Nonprofit groups have privacy rights, and they also have constitutional rights — including the right to solicit contributions. The government should balance those rights with the public’s right to know.
Some disclosure is good, of course. In 1999 and 2000 the Internal Revenue Service issued disclosure regulations for two key documents filed by nonprofit groups: Form 990 — the informational tax returns that most nonprofit groups must file — and the application for recognition of tax exemption.
Many people thought that those rules would quell the government’s impulse for disclosure, at least for a while. But it appears that thinking was naïve.
A quick review of some of the joint committee’s recommendations underscores the chokehold that threatens the nonprofit world — a menace that the new administration should move aggressively to squelch:
- In matters involving Internal Revenue Service rulings on tax-exempt organizations and applications for tax-exempt status, all communications with the I.R.S. by third parties — in other words, by people or groups other than the applicants — would have to be disclosed.
- Applications by nonprofit groups for tax-exempt status, along with all supporting documents, would have to be disclosed when the applications are filed. All government actions taken on the applications also would have to be disclosed.
- All other written decisions by the I.R.S. on the tax-exempt status of nonprofit groups, including background-file documents, would have to be disclosed, generally without alterations.
- The I.R.S. would have to disclose the results of financial and legal audits of tax-exempt organizations, generally without alterations.
- Private foundations reporting capital gains and losses on their Forms 990-PF informational returns would be permitted to disclose a summary of those transactions — although a full listing would have to be filed with the I.R.S. and disclosed to the public upon request.
- Nonprofit groups would be required to disclose their unrelated-business income-tax returns.
- All I.R.S. agreements on the tax liability of institutions and people who have had dealings with tax-exempt groups would have to be disclosed.
- The existing penalty imposed on tax-return preparers would be expanded to apply to any omission or misrepresentation on a Form 990 that the preparer either knew about or reasonably should have known about.
- The Form 990 would be expanded to report more information on the transfer of funds among various tax-exempt organizations, so that the public and the I.R.S. could better assess whether contributions were being used to pay for political activities.
- Any tax returns filed by groups that are “affiliated” with tax-exempt organizations would have to be disclosed.

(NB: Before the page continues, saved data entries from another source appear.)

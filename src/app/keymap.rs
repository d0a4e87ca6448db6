use std::{collections::HashMap, str::FromStr, sync::LazyLock};

use crossterm::event::{KeyCode, KeyEvent, KeyModifiers};
use serde::Deserialize;
use thiserror::Error;

use super::input::KeyAction;

macro_rules! keymap_source {
    () => {
        include_str!(concat!(
            env!("CARGO_MANIFEST_DIR"),
            "/keymap/default.keymap.json"
        ))
    };
}

/// Where keyboard focus sits; bindings are scoped to one or more of these.
#[derive(Clone, Copy, Debug, PartialEq, Eq, Hash, Deserialize)]
#[serde(rename_all = "lowercase")]
pub enum KeymapContext {
    List,
    Draft,
    Picker,
}

#[derive(Debug, Error, PartialEq, Eq)]
pub enum ComboError {
    #[error("combo is empty")]
    Empty,
    #[error("unknown modifier '{0}'")]
    Modifier(String),
    #[error("unknown key '{0}'")]
    Key(String),
}

#[derive(Deserialize)]
struct RawEntry {
    description: String,
    contexts: Vec<KeymapContext>,
    action: RawAction,
    combos: Vec<KeyPattern>,
}

#[derive(Deserialize)]
#[serde(tag = "kind", rename_all = "camelCase")]
enum RawAction {
    Save,
    Quit,
    Cancel,
    FocusToggle,
    Activate,
    FieldStep { delta: i32 },
    RowSelect { delta: i32 },
    RowMove { delta: i32 },
    StartEdit,
    DeleteRow,
    PickerStep { delta: i32 },
    PickerChoose,
}

impl From<RawAction> for KeyAction {
    fn from(raw: RawAction) -> Self {
        match raw {
            RawAction::Save => KeyAction::Save,
            RawAction::Quit => KeyAction::Quit,
            RawAction::Cancel => KeyAction::Cancel,
            RawAction::FocusToggle => KeyAction::FocusToggle,
            RawAction::Activate => KeyAction::Activate,
            RawAction::FieldStep { delta } => KeyAction::FieldStep(delta),
            RawAction::RowSelect { delta } => KeyAction::RowSelect(delta),
            RawAction::RowMove { delta } => KeyAction::RowMove(delta),
            RawAction::StartEdit => KeyAction::StartEdit,
            RawAction::DeleteRow => KeyAction::DeleteRow,
            RawAction::PickerStep { delta } => KeyAction::PickerStep(delta),
            RawAction::PickerChoose => KeyAction::PickerChoose,
        }
    }
}

/// One key combination such as `Ctrl+S` or `Alt+Down`.
///
/// Letters match either case, so `D` also fires with Shift held.
#[derive(Debug, Clone, PartialEq, Eq, Deserialize)]
#[serde(try_from = "String")]
struct KeyPattern {
    code: KeyCode,
    modifiers: KeyModifiers,
    label: String,
}

impl FromStr for KeyPattern {
    type Err = ComboError;

    fn from_str(raw: &str) -> Result<Self, Self::Err> {
        let label = raw.trim();
        let mut parts = label.rsplit('+').map(str::trim);
        let key = parts.next().filter(|key| !key.is_empty()).ok_or(ComboError::Empty)?;
        let modifiers = parts.try_fold(KeyModifiers::NONE, |acc, part| {
            let modifier = match part.to_ascii_lowercase().as_str() {
                "ctrl" | "control" => KeyModifiers::CONTROL,
                "alt" => KeyModifiers::ALT,
                "shift" => KeyModifiers::SHIFT,
                _ => return Err(ComboError::Modifier(part.to_string())),
            };
            Ok(acc | modifier)
        })?;
        Ok(Self {
            code: parse_code(key)?,
            modifiers,
            label: label.to_string(),
        })
    }
}

impl TryFrom<String> for KeyPattern {
    type Error = ComboError;

    fn try_from(raw: String) -> Result<Self, Self::Error> {
        raw.parse()
    }
}

impl KeyPattern {
    fn matches(&self, key: &KeyEvent) -> bool {
        let (code, mut modifiers) = match key.code {
            KeyCode::Char(ch) => (KeyCode::Char(ch.to_ascii_lowercase()), key.modifiers),
            other => (other, key.modifiers),
        };
        // Terminals report Shift alongside upper-case letters and BackTab.
        if matches!(code, KeyCode::Char(_) | KeyCode::BackTab)
            && !self.modifiers.contains(KeyModifiers::SHIFT)
        {
            modifiers.remove(KeyModifiers::SHIFT);
        }
        code == self.code && modifiers == self.modifiers
    }
}

fn parse_code(key: &str) -> Result<KeyCode, ComboError> {
    let code = match key.to_ascii_lowercase().as_str() {
        "tab" => KeyCode::Tab,
        "backtab" => KeyCode::BackTab,
        "enter" => KeyCode::Enter,
        "esc" | "escape" => KeyCode::Esc,
        "delete" | "del" => KeyCode::Delete,
        "backspace" => KeyCode::Backspace,
        "left" => KeyCode::Left,
        "right" => KeyCode::Right,
        "up" => KeyCode::Up,
        "down" => KeyCode::Down,
        single => {
            let mut chars = single.chars();
            match (chars.next(), chars.next()) {
                (Some(ch), None) => KeyCode::Char(ch),
                _ => return Err(ComboError::Key(key.to_string())),
            }
        }
    };
    Ok(code)
}

struct Keymap {
    bindings: Vec<(Vec<KeymapContext>, Vec<KeyPattern>, KeyAction)>,
    help: HashMap<KeymapContext, String>,
}

impl Keymap {
    fn from_entries(entries: Vec<RawEntry>) -> Self {
        let mut help: HashMap<KeymapContext, Vec<String>> = HashMap::new();
        let mut bindings = Vec::with_capacity(entries.len());
        for entry in entries {
            let keys = entry
                .combos
                .iter()
                .map(|combo| combo.label.as_str())
                .collect::<Vec<_>>()
                .join("/");
            for context in &entry.contexts {
                help.entry(*context)
                    .or_default()
                    .push(format!("{keys} {}", entry.description));
            }
            bindings.push((entry.contexts, entry.combos, entry.action.into()));
        }
        let help = help
            .into_iter()
            .map(|(context, snippets)| (context, snippets.join(" • ")))
            .collect();
        Self { bindings, help }
    }
}

static KEYMAP: LazyLock<Keymap> = LazyLock::new(|| {
    let entries: Vec<RawEntry> =
        serde_json::from_str(keymap_source!()).expect("invalid keymap/default.keymap.json");
    Keymap::from_entries(entries)
});

/// First binding in `context` that fires for `key`.
pub fn classify_key(context: KeymapContext, key: &KeyEvent) -> Option<KeyAction> {
    KEYMAP
        .bindings
        .iter()
        .filter(|(contexts, _, _)| contexts.contains(&context))
        .find(|(_, combos, _)| combos.iter().any(|combo| combo.matches(key)))
        .map(|(_, _, action)| *action)
}

pub fn help_text(context: KeymapContext) -> Option<String> {
    KEYMAP.help.get(&context).cloned()
}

- Charities would be required to provide a general description of their lobbying activities, disclose expenditures for self-defense lobbying, and report expenditures for nonpartisan research and analysis that included grass-roots lobbying on legislation.
The list goes on, to a total of nearly two dozen proposed regulations.
Those recommendations are unbalanced, biased, and unfair, bred of a complete loss of perspective regarding this nation’s concept of tax-exempt groups. Nonprofit groups are not exempt from taxes just so the government can pummel them with regulatory requirements that imperil their ability to carry out their charitable and other exempt functions.
Yes, the public interest is served by disclosure of the activities of tax-exempt organizations. But there should be a limit.
The new disclosure rules issued in the past two years already shed considerable light on the finances and program activities of tax-exempt organizations. Before the government starts requiring disclosure of audit results, third-party communications, and the like, there should be some meaningful experience with the rules already on the books.
What is most disturbing about the joint committee’s approach is that it ignores the fact that nonprofit organizations exist as essential components of a free, pluralistic society — and as an alternative to government and the for-profit business world. The nonprofit world should not be governed in the same way that business is, but rather through a flexible approach that ensures public accountability but does not stifle the private, voluntary nature of charitable activity.
One can only conclude that the government wants to minimize the scope and meaningfulness of the services of nonprofit organizations. After all, we increasingly hear government officials complain that there are too many tax-exempt groups.
Heavy-handed regulations, as manifested by the joint committee’s proposals, are one sure way to reduce their number.
In other words, don’t close them down — just strangle them in paperwork.
Bruce R. Hopkins is a lawyer in Kansas City, Mo., who specializes in tax-exempt groups. This article is adapted from his book, Starting and Managing a Nonprofit Organization: A Legal Guide, Third Edition (John Wiley & Sons, 2001).